** Opening Records provided block **
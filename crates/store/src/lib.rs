//! Capability-based storage access for Markbook workspaces.
//! Markbook 工作區的能力型儲存存取核心模組。
//!
//! Handles are ephemeral authorizations that never survive a process
//! restart; the `/`-separated [`EntryPath`] is the single durable identity
//! of an entry. Everything above this crate treats a handle as a cache and
//! the path as truth.

pub mod error;
pub mod handle;
pub mod host;
pub mod memory;
pub mod path;
pub mod resolver;

pub use error::{PathError, StoreError};
pub use handle::{DirCapability, DirHandle, EntryInfo, EntryKind, FileCapability, FileHandle, HandleKey};
pub use host::{CapabilityHost, PermissionState};
pub use memory::{HostResponse, MemoryHost, MemoryStore};
pub use path::EntryPath;
pub use resolver::{resolve_dir, resolve_file, resolve_to_path};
** Closing Records provided block **
- _Required work_
Please repeat each line from the one with "pub mod path;" through the last line of the data above, and add nothing.

- _Finished task_
pub mod path;
pub mod resolver;

pub use error::{PathError, StoreError};
pub use handle::{DirCapability, DirHandle, EntryInfo, EntryKind, FileCapability, FileHandle, HandleKey};
pub use host::{CapabilityHost, PermissionState};
pub use memory::{HostResponse, MemoryHost, MemoryStore};
pub use path::EntryPath;
pub use resolver::{resolve_dir, resolve_file, resolve_to_path};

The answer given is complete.